RECORDS SHOWN:
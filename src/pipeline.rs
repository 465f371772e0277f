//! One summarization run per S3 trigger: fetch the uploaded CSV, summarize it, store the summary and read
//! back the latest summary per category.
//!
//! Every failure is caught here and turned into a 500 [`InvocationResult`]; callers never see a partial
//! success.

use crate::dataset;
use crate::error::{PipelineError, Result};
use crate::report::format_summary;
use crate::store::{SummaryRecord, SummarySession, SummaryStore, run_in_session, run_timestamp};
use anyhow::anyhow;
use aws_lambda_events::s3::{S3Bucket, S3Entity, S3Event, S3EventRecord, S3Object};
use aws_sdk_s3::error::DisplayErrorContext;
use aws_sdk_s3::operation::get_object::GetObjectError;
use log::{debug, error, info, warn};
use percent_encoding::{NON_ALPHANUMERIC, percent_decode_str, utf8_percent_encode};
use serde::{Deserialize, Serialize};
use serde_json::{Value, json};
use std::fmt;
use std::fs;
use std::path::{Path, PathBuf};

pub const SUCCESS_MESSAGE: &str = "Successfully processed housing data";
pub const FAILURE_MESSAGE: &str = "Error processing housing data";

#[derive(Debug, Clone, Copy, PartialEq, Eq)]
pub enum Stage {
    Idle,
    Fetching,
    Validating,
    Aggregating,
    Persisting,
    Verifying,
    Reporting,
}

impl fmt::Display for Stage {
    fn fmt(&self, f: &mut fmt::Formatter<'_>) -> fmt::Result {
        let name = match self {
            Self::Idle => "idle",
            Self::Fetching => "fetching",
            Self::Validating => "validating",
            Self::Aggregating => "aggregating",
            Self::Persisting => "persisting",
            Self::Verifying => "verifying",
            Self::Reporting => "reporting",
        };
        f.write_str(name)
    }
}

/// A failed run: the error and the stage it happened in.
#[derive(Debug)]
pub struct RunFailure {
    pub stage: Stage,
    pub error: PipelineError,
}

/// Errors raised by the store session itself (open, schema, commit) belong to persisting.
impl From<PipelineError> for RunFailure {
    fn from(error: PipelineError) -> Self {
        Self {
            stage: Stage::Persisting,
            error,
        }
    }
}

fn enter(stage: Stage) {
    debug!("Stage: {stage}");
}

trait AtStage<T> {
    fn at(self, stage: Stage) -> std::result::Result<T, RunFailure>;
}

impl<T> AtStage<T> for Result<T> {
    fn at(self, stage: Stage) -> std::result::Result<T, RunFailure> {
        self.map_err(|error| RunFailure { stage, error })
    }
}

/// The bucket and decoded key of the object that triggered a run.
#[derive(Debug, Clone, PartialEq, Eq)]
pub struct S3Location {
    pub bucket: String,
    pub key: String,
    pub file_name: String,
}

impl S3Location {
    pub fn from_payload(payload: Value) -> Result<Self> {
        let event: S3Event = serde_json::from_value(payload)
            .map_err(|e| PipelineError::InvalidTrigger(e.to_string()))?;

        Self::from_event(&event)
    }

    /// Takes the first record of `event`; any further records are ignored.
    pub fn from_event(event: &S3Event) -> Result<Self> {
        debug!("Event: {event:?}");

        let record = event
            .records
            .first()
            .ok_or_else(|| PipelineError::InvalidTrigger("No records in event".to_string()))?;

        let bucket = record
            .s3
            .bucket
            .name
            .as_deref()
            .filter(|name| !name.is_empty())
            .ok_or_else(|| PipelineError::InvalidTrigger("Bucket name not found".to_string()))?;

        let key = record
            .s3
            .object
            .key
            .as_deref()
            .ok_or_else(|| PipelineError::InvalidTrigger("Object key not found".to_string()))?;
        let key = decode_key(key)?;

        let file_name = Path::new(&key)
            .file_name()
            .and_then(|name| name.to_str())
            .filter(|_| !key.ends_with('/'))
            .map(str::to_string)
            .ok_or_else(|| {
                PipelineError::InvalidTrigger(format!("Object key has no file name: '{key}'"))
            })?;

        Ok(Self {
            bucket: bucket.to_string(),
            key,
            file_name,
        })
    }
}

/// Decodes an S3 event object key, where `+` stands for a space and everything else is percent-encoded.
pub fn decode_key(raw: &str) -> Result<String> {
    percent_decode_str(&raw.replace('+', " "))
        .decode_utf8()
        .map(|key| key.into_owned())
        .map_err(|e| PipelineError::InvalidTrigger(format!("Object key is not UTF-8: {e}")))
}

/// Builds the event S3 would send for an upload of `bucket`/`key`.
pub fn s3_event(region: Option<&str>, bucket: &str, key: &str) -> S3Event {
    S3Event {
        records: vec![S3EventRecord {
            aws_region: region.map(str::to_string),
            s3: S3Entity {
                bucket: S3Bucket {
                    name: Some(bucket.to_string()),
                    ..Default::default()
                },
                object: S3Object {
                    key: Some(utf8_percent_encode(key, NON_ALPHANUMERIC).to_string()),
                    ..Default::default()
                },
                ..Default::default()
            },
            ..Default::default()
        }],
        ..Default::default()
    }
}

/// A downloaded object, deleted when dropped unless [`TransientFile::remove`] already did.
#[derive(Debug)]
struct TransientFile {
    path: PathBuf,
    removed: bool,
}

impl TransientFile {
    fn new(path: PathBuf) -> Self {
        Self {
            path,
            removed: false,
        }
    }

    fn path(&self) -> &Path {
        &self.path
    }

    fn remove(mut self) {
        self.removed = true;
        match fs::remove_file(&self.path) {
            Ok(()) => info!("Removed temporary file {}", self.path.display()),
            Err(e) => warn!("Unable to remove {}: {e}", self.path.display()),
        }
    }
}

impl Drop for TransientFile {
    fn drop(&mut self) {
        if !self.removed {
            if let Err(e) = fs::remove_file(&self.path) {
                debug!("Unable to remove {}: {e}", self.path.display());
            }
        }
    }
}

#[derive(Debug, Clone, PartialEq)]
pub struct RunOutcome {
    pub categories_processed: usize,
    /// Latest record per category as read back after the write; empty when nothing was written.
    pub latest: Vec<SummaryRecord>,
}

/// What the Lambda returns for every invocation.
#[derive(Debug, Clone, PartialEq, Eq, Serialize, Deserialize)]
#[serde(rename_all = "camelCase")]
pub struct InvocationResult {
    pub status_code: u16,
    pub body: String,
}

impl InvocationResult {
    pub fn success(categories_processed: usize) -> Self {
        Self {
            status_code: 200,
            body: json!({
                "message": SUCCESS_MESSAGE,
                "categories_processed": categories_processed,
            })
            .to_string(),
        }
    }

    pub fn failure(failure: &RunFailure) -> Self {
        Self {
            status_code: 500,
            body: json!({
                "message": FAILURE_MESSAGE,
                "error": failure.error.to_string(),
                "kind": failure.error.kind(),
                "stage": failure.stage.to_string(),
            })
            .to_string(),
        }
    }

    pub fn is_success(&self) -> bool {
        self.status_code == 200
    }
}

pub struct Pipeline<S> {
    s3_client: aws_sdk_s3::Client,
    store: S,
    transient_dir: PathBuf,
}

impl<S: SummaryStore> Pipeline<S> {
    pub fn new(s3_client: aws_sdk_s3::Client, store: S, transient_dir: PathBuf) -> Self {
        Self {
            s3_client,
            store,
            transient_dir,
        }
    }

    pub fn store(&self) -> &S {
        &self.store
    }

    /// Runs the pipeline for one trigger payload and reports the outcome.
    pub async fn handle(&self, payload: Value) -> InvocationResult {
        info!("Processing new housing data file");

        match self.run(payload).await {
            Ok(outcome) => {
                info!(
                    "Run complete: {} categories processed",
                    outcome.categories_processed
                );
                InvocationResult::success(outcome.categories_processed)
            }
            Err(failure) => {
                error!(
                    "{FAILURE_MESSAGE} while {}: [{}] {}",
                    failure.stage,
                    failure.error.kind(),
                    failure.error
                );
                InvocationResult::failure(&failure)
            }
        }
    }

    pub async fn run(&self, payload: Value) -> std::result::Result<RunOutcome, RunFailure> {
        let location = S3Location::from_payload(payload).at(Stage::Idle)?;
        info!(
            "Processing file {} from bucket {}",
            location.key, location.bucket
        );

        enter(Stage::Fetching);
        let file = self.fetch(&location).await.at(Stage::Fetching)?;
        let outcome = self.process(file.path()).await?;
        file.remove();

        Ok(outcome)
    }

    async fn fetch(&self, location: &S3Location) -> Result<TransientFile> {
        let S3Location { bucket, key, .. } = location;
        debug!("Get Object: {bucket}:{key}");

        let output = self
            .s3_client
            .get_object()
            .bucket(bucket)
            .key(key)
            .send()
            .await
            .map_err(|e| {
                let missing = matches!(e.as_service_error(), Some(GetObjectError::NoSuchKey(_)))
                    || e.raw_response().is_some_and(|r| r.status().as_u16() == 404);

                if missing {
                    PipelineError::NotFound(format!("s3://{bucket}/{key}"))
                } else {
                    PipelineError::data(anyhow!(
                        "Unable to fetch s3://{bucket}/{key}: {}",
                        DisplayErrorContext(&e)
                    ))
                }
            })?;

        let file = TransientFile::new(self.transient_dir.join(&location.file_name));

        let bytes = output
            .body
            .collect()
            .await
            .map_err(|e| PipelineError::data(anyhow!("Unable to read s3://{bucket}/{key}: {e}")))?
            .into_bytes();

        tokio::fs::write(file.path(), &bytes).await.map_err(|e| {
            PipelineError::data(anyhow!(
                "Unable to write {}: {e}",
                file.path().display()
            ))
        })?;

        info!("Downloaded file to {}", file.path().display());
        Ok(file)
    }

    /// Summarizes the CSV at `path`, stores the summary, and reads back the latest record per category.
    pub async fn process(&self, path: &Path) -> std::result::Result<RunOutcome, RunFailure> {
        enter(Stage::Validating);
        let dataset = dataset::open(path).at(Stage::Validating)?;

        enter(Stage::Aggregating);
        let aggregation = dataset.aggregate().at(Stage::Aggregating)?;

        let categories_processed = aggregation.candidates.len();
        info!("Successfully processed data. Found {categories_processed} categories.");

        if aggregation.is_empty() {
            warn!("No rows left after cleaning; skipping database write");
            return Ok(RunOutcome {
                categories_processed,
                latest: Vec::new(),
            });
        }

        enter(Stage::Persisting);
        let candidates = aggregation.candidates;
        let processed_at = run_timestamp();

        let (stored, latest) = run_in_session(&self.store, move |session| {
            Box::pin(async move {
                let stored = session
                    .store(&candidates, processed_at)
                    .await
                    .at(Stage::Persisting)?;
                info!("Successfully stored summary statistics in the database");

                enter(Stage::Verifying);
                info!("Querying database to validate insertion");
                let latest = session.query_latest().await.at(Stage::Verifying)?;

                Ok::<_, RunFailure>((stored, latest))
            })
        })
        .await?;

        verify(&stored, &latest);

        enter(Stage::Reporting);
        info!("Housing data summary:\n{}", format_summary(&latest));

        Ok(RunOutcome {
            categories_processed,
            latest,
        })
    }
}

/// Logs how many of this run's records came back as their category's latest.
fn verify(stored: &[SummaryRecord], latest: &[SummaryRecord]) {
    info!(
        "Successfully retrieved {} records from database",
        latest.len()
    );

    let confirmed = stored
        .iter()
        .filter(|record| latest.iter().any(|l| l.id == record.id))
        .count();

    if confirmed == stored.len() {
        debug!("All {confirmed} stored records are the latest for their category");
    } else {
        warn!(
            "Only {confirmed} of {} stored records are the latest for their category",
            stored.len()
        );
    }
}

PROBLEM REQUIREMENTS: Retype exactly the lines above, from the one with "triggered a run." through the one with "let event: S3Event", inclusive.

TASK RESPONSE:
/// The bucket and decoded key of the object that triggered a run.
#[derive(Debug, Clone, PartialEq, Eq)]
pub struct S3Location {
    pub bucket: String,
    pub key: String,
    pub file_name: String,
}

impl S3Location {
    pub fn from_payload(payload: Value) -> Result<Self> {
        let event: S3Event = serde_json::from_value(payload)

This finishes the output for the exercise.